All lines holding the word "RetryDelay" should be located in the records and copied.

(Collected data entries)
----------------
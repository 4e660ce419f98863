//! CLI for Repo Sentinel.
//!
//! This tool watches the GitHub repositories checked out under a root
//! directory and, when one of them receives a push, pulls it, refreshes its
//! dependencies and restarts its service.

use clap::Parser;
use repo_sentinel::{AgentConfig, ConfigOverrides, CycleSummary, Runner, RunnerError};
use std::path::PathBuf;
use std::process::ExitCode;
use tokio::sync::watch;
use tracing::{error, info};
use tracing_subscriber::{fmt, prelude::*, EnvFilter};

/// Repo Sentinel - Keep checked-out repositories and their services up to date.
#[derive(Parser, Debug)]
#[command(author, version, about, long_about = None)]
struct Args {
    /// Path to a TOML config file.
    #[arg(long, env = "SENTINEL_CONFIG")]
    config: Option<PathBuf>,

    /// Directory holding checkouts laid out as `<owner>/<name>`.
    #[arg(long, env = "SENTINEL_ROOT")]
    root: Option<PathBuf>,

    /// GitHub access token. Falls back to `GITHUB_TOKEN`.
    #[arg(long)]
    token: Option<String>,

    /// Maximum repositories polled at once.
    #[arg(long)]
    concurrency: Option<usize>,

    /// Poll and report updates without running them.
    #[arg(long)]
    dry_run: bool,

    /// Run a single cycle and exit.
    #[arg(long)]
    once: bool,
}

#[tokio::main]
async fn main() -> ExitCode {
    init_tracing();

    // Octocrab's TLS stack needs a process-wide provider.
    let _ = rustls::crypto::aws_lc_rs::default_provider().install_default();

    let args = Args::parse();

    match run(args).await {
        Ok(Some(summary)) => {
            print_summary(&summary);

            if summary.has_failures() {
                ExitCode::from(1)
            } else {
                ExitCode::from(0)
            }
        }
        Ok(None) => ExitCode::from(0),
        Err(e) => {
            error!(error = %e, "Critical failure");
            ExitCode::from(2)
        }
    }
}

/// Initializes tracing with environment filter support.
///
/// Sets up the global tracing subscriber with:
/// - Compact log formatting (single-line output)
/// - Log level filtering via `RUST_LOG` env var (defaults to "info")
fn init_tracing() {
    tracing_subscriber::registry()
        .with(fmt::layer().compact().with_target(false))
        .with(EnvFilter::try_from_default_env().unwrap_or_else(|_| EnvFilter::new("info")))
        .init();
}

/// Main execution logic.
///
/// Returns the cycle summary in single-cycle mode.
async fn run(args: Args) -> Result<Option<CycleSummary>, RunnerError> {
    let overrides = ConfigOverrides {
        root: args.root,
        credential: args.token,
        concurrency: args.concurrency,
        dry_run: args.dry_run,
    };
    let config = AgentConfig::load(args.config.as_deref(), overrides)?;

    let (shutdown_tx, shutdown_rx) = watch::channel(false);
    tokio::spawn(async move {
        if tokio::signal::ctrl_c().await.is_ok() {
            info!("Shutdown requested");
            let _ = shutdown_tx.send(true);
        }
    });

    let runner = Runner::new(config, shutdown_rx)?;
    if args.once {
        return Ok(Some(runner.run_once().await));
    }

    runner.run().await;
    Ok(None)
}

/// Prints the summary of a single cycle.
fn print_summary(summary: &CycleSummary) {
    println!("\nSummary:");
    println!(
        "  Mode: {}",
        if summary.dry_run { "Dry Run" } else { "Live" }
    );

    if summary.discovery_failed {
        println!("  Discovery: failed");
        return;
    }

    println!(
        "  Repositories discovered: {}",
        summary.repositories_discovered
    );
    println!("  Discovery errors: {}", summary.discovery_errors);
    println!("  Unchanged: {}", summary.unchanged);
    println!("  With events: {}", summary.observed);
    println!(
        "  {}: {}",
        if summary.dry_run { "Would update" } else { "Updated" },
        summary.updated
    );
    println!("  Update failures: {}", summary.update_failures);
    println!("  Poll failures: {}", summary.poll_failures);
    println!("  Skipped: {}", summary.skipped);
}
----------------
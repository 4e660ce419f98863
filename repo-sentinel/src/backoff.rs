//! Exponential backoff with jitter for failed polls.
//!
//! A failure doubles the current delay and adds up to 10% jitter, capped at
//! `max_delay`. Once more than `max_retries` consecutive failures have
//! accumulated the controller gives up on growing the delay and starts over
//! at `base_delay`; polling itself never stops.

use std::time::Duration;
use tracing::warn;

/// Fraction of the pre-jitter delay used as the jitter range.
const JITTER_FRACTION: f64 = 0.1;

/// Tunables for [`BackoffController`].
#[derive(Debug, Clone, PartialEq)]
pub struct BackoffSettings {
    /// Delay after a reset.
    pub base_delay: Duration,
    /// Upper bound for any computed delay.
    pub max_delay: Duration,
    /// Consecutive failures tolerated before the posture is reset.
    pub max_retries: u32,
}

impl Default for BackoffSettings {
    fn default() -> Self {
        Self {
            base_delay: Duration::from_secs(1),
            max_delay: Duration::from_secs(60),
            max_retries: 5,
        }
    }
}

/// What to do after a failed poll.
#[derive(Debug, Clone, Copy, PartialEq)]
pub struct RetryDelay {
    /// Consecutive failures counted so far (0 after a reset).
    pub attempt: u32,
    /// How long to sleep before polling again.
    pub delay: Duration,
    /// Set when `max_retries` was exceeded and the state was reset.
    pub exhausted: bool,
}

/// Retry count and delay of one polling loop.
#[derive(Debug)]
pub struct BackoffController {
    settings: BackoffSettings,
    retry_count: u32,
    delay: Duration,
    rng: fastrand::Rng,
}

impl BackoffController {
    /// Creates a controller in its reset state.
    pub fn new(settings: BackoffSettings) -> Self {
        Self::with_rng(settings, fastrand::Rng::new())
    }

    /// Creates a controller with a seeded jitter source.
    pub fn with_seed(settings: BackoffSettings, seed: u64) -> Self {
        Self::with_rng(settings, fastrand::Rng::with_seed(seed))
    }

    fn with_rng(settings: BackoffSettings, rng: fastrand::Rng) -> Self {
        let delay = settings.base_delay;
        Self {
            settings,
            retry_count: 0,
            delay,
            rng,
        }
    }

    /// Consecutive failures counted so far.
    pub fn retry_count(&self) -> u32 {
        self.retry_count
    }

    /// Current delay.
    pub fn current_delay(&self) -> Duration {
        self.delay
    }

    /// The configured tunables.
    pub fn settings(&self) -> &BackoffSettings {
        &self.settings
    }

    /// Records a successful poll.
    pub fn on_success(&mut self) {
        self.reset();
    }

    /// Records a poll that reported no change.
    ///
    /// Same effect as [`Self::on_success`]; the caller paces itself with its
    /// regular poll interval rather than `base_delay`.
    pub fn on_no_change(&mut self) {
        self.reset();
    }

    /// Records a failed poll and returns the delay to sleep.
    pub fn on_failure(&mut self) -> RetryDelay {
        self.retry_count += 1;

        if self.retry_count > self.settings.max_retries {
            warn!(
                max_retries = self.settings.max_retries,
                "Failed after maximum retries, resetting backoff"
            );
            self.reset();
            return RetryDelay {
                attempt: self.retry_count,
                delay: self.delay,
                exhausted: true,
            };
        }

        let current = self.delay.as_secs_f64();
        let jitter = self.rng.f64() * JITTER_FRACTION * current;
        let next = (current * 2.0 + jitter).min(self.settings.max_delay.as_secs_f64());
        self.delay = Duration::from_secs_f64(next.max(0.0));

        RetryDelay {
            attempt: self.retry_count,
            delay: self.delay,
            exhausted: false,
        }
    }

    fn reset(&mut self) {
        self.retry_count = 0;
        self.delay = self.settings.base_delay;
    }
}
----------------
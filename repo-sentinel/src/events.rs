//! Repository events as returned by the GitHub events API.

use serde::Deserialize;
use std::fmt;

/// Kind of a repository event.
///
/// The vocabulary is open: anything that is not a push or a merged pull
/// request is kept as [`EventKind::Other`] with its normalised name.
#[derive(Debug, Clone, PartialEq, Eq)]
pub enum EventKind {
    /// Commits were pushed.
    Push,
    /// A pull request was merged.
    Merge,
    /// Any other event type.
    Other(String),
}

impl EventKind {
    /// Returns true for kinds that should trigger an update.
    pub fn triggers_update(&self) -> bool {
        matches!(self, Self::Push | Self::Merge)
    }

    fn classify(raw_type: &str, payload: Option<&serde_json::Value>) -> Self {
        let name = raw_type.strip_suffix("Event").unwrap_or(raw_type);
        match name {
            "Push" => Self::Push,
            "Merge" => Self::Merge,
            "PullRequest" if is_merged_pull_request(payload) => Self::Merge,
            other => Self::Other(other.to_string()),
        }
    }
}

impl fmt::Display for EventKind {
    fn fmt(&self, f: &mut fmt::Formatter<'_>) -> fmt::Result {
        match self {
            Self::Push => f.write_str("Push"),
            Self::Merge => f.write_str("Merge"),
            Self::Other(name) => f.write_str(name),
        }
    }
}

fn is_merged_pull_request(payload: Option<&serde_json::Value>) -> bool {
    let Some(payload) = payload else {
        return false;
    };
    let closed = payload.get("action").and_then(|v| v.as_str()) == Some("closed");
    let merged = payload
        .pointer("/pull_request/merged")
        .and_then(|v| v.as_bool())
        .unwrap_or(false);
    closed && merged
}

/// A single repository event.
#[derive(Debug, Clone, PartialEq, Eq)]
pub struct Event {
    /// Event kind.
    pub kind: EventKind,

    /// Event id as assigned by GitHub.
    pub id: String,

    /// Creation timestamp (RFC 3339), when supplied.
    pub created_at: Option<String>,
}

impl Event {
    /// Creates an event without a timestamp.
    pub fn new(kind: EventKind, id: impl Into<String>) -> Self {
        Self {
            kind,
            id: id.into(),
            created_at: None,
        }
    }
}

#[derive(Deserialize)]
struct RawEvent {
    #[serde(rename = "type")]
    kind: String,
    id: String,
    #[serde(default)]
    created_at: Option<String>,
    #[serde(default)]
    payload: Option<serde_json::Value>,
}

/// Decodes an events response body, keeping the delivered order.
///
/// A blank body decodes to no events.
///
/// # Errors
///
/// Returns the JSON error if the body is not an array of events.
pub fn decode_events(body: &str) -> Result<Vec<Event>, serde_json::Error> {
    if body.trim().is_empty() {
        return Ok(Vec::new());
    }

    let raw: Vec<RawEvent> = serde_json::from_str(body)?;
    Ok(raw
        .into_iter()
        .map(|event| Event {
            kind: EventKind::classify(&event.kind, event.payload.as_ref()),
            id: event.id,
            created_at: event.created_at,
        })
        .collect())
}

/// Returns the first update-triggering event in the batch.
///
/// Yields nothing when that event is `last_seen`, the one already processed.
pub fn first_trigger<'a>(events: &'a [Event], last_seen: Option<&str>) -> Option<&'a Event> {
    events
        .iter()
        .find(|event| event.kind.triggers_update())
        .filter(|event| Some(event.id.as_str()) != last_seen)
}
----------------
• _Output of the exercise_
pub struct RetryDelay {
    pub fn on_failure(&mut self) -> RetryDelay {
            return RetryDelay {
        RetryDelay {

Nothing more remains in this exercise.